O ano era 1846, e José Francisco dos Santos, o Zé Alfaiate, já era um homem rico. Seu apelido se deve ao fato de que, ainda na adolescência, aprendeu a trabalhar com couro, costurando belas peças e encantando seus clientes. Deixou seu ofício para comercializar africanos quando se casou a com filha de Francisco Félix de Souza, à época o maior comerciante de escravos da África.
Quando morreu, aos 94 anos, Zé Alfaiate era considerado um dos homens mais ricos do mundo. Deixou uma fortuna avaliada na época em mais de US$ 120 milhões de dólares. Havia expandido seus negócios para a exportação de ouro, azeite de dendê e óleo de palma, sendo pioneiro nesse comércio. Deixou 53 viúvas, 80 filhos e 12 mil escravos. Zé Alfaiate possuía um harém digno de qualquer sultão.

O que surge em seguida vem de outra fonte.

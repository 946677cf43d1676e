use criterion::{Criterion, black_box, criterion_group, criterion_main};

use geo_layer_map::processing::extent::{compute_extent, compute_extent_parallel};
use geojson::{Feature, FeatureCollection, Geometry, Value};

// Square polygons laid out on a grid, one collection per layer.
fn synthetic_layers(num_layers: usize, features_per_layer: usize) -> Vec<FeatureCollection> {
    (0..num_layers)
        .map(|layer| {
            let features = (0..features_per_layer)
                .map(|i| {
                    let x = (i % 100) as f64 * 0.01 + layer as f64;
                    let y = (i / 100) as f64 * 0.01;
                    let ring = vec![
                        vec![x, y],
                        vec![x + 0.005, y],
                        vec![x + 0.005, y + 0.005],
                        vec![x, y + 0.005],
                        vec![x, y],
                    ];
                    Feature {
                        bbox: None,
                        geometry: Some(Geometry::new(Value::Polygon(vec![ring]))),
                        id: None,
                        properties: None,
                        foreign_members: None,
                    }
                })
                .collect();
            FeatureCollection {
                bbox: None,
                features,
                foreign_members: None,
            }
        })
        .collect()
}

fn bench_extent_10k_features(c: &mut Criterion) {
    let layers = synthetic_layers(4, 10_000);
    let refs: Vec<&FeatureCollection> = layers.iter().collect();

    c.bench_function("compute_extent_4x10k_features", |b| {
        b.iter(|| black_box(compute_extent(refs.iter().copied(), 32)))
    });
}

fn bench_extent_parallel_10k_features(c: &mut Criterion) {
    let layers = synthetic_layers(4, 10_000);
    let refs: Vec<&FeatureCollection> = layers.iter().collect();

    c.bench_function("compute_extent_parallel_4x10k_features", |b| {
        b.iter(|| black_box(compute_extent_parallel(&refs, 32)))
    });
}

criterion_group!(
    benches,
    bench_extent_10k_features,
    bench_extent_parallel_10k_features
);
criterion_main!(benches);
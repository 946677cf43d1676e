use serde::Serialize;

use crate::utils::config::MapConfig;
use crate::utils::geometry::GeometryKind;

/// Path options handed to the renderer for one feature.
#[derive(Debug, Clone, PartialEq, Serialize)]
#[serde(rename_all = "camelCase")]
pub struct Style {
    pub color: String,
    pub weight: u32,
    pub fill_color: String,
    pub fill_opacity: f64,
}

/// Opacity and stroke settings shared by every layer.
#[derive(Debug, Clone, Copy, PartialEq)]
pub struct StyleOptions {
    pub point_opacity: f64,
    pub polygon_opacity: f64,
    pub highlight_opacity_boost: f64,
    pub stroke_weight: u32,
    pub highlight_weight: u32,
}

impl Default for StyleOptions {
    fn default() -> Self {
        StyleOptions::from(&MapConfig::default())
    }
}

impl From<&MapConfig> for StyleOptions {
    fn from(config: &MapConfig) -> Self {
        StyleOptions {
            point_opacity: config.point_opacity,
            polygon_opacity: config.polygon_opacity,
            highlight_opacity_boost: config.highlight_opacity_boost,
            stroke_weight: config.stroke_weight,
            highlight_weight: config.highlight_weight,
        }
    }
}

/// The color a layer was assigned together with the kind of the feature being drawn.
#[derive(Debug, Clone, Copy, PartialEq)]
pub struct StyleRule<'a> {
    pub color: &'a str,
    pub kind: Option<GeometryKind>,
}

impl<'a> StyleRule<'a> {
    pub fn new(color: &'a str, kind: Option<GeometryKind>) -> Self {
        Self { color, kind }
    }
}

/// Style of a feature at rest. Point kinds get the point opacity, everything
/// else (including a missing geometry) the area opacity.
pub fn style(rule: StyleRule<'_>, options: &StyleOptions) -> Style {
    let is_point = rule.kind.is_some_and(|kind| kind.is_point());
    Style {
        color: rule.color.to_string(),
        weight: options.stroke_weight,
        fill_color: rule.color.to_string(),
        fill_opacity: if is_point {
            options.point_opacity
        } else {
            options.polygon_opacity
        },
    }
}

/// Style of a hovered feature. Independent of the geometry kind.
pub fn highlight(color: &str, options: &StyleOptions) -> Style {
    Style {
        color: color.to_string(),
        weight: options.highlight_weight,
        fill_color: color.to_string(),
        fill_opacity: (options.polygon_opacity + options.highlight_opacity_boost).min(1.0),
    }
}

#[cfg(test)]
mod tests {
    use super::*;

    const BLUE: &str = "#1f78b4";

    #[test]
    fn test_point_uses_point_opacity() {
        let options = StyleOptions::default();
        for kind in [GeometryKind::Point, GeometryKind::MultiPoint] {
            let style = style(StyleRule::new(BLUE, Some(kind)), &options);
            assert_eq!(style.fill_opacity, 0.7);
            assert_eq!(style.weight, 2);
            assert_eq!(style.color, BLUE);
            assert_eq!(style.fill_color, BLUE);
        }
    }

    #[test]
    fn test_area_uses_polygon_opacity() {
        let options = StyleOptions::default();
        for kind in [
            GeometryKind::Polygon,
            GeometryKind::MultiPolygon,
            GeometryKind::LineString,
            GeometryKind::GeometryCollection,
        ] {
            let style = style(StyleRule::new(BLUE, Some(kind)), &options);
            assert_eq!(style.fill_opacity, 0.25);
        }
        assert_eq!(style(StyleRule::new(BLUE, None), &options).fill_opacity, 0.25);
    }

    #[test]
    fn test_highlight_boosts_area_opacity() {
        let style = highlight(BLUE, &StyleOptions::default());
        assert_eq!(style.weight, 3);
        assert_eq!(style.color, BLUE);
        assert!((style.fill_opacity - 0.40).abs() < 1e-9);
    }

    #[test]
    fn test_highlight_opacity_is_clamped() {
        let options = StyleOptions {
            polygon_opacity: 0.95,
            ..StyleOptions::default()
        };
        assert_eq!(highlight(BLUE, &options).fill_opacity, 1.0);
    }

    #[test]
    fn test_style_serializes_camel_case() {
        let json = serde_json::to_value(style(
            StyleRule::new(BLUE, Some(GeometryKind::Point)),
            &StyleOptions::default(),
        ))
        .unwrap();
        assert_eq!(json["fillColor"], BLUE);
        assert_eq!(json["fillOpacity"], 0.7);
        assert_eq!(json["weight"], 2);
    }
}
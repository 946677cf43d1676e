use geojson::{Feature, FeatureCollection, Geometry, Position, Value};
use log::{debug, info};
use serde_json::{Map, Value as JsonValue};
use std::fs;
use std::path::{Path, PathBuf};

use crate::processing::schema::{PopupSchema, discover_popup};
use crate::utils::config::MapConfig;
use crate::utils::error::{Error, Result};
use crate::utils::geometry::GeometryKind;

static NULL: JsonValue = JsonValue::Null;

/// A loaded input layer, ready to be styled and placed on the map.
#[derive(Debug, Clone)]
pub struct Layer {
    pub name: String,
    /// Path as configured, used by the map to fetch the file.
    pub source: PathBuf,
    pub color: String,
    pub collection: FeatureCollection,
    pub popup: PopupSchema,
}

/**
 * Loads every configured dataset.
 *
 * # Arguments
 * `config` - Lists the datasets and the palette.
 * `base_dir` - Directory the dataset paths are relative to.
 *
 * # Returns
 * One layer per dataset, in configuration order. Fails with
 * `Error::InvalidConfig` for an unusable config, and with
 * `Error::MissingInputFiles` naming every absent file before anything is read.
 */
pub fn load_layers(config: &MapConfig, base_dir: &Path) -> Result<Vec<Layer>> {
    config.validate()?;

    let missing: Vec<PathBuf> = config
        .datasets
        .iter()
        .filter(|dataset| !base_dir.join(&dataset.path).exists())
        .map(|dataset| dataset.path.clone())
        .collect();
    if !missing.is_empty() {
        return Err(Error::MissingInputFiles(missing));
    }

    let mut layers = Vec::with_capacity(config.datasets.len());
    for (index, dataset) in config.datasets.iter().enumerate() {
        let full_path = base_dir.join(&dataset.path);
        let collection = read_feature_collection(&full_path)?;
        let popup = discover_popup(&collection);
        info!(
            "Loaded layer {:?}: {} features, {} popup fields",
            dataset.name,
            collection.features.len(),
            popup.fields().len()
        );
        layers.push(Layer {
            name: dataset.name.clone(),
            source: dataset.path.clone(),
            color: config.color_for(index).to_string(),
            collection,
            popup,
        });
    }
    Ok(layers)
}

/// Reads a GeoJSON document from disk into a feature collection.
pub fn read_feature_collection(path: &Path) -> Result<FeatureCollection> {
    let text = fs::read_to_string(path)?;
    let json: JsonValue = serde_json::from_str(&text)?;
    parse_feature_collection(&json, path)
}

/**
 * Builds a feature collection from a parsed JSON document.
 *
 * Only `features[].geometry` and `features[].properties` are kept. A missing
 * `features` member is an empty collection. Geometries of an unknown type are
 * dropped, as are null ones. Positions are not length-checked here; the
 * coordinate walk rejects short ones. `source` names the document in errors.
 */
pub fn parse_feature_collection(json: &JsonValue, source: &Path) -> Result<FeatureCollection> {
    let object = json
        .as_object()
        .ok_or_else(|| Error::InvalidFeatureCollection(source.to_path_buf()))?;

    let features = match object.get("features") {
        None | Some(JsonValue::Null) => Vec::new(),
        Some(JsonValue::Array(features)) => features
            .iter()
            .map(parse_feature)
            .collect::<Result<Vec<Feature>>>()?,
        Some(_) => return Err(Error::InvalidFeatureCollection(source.to_path_buf())),
    };

    Ok(FeatureCollection {
        bbox: None,
        features,
        foreign_members: None,
    })
}

fn parse_feature(json: &JsonValue) -> Result<Feature> {
    let properties: Option<Map<String, JsonValue>> = json
        .get("properties")
        .and_then(JsonValue::as_object)
        .cloned();
    let geometry = match json.get("geometry") {
        Some(geometry @ JsonValue::Object(_)) => parse_geometry(geometry)?,
        _ => None,
    };

    Ok(Feature {
        bbox: None,
        geometry,
        id: None,
        properties,
        foreign_members: None,
    })
}

fn parse_geometry(json: &JsonValue) -> Result<Option<Geometry>> {
    let type_name = json.get("type").and_then(JsonValue::as_str).unwrap_or("");
    let kind = match GeometryKind::from_type_name(type_name) {
        Some(kind) => kind,
        None => {
            debug!("Ignoring geometry of unknown type {:?}", type_name);
            return Ok(None);
        }
    };

    let coordinates = json.get("coordinates").unwrap_or(&NULL);
    let value = match kind {
        GeometryKind::Point => Value::Point(parse_position(coordinates)?),
        GeometryKind::MultiPoint => Value::MultiPoint(parse_list(coordinates, kind, parse_position)?),
        GeometryKind::LineString => Value::LineString(parse_list(coordinates, kind, parse_position)?),
        GeometryKind::MultiLineString => Value::MultiLineString(parse_list(coordinates, kind, |line| {
            parse_list(line, kind, parse_position)
        })?),
        GeometryKind::Polygon => Value::Polygon(parse_list(coordinates, kind, |ring| {
            parse_list(ring, kind, parse_position)
        })?),
        GeometryKind::MultiPolygon => Value::MultiPolygon(parse_list(coordinates, kind, |polygon| {
            parse_list(polygon, kind, |ring| parse_list(ring, kind, parse_position))
        })?),
        GeometryKind::GeometryCollection => {
            let children = match json.get("geometries") {
                Some(JsonValue::Array(children)) => children,
                None | Some(JsonValue::Null) => return Ok(Some(Geometry::new(Value::GeometryCollection(vec![])))),
                Some(_) => return Err(Error::MalformedGeometry(kind.type_name().to_string())),
            };
            let mut geometries = Vec::with_capacity(children.len());
            for child in children {
                if let Some(geometry) = parse_geometry(child)? {
                    geometries.push(geometry);
                }
            }
            Value::GeometryCollection(geometries)
        }
    };
    Ok(Some(Geometry::new(value)))
}

/// A null list is treated as empty.
fn parse_list<T>(
    json: &JsonValue,
    kind: GeometryKind,
    parse_item: impl Fn(&JsonValue) -> Result<T>,
) -> Result<Vec<T>> {
    match json {
        JsonValue::Null => Ok(Vec::new()),
        JsonValue::Array(items) => items.iter().map(parse_item).collect(),
        _ => Err(Error::MalformedGeometry(kind.type_name().to_string())),
    }
}

fn parse_position(json: &JsonValue) -> Result<Position> {
    let components = match json {
        JsonValue::Array(components) => components,
        JsonValue::Null => return Ok(Vec::new()),
        _ => return Err(Error::InvalidCoordinate { components: 0 }),
    };
    components
        .iter()
        .map(|component| {
            component.as_f64().ok_or(Error::InvalidCoordinate {
                components: components.len(),
            })
        })
        .collect()
}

A maioria das pessoas questiona: “Por que nunca ouvi falar deste sujeito?”. A resposta é muito simples: a quase totalidade dos historiadores tenta desesperadamente apagar a existência de Zé Alfaiate da História porque ele foi um escravo. Isso mesmo: Zé Alfaiate foi escravo e devido à sua destreza na confecção de peças de couro ganhou a simpatia de brancos ricos, que compraram sua carta de alforria, ou seja, sua liberdade, e tornaram-se seus clientes. Na Europa e nos EUA, o respeito das elites financeiras por Zé Alfaiate era total. Dizia-se que, nos negócios com ele, bastava apenas e simplesmente a palavra.
Zé Alfaiate não foi o único escravo liberto que se tornou rico e passou a escravizar seus semelhantes. Há centenas e centenas de registros esquecidos propositalmente, pois só assim narrativas manipuladas politicamente são aceitáveis para a manobra das mentes preguiçosas que se recusam a buscar a verdade.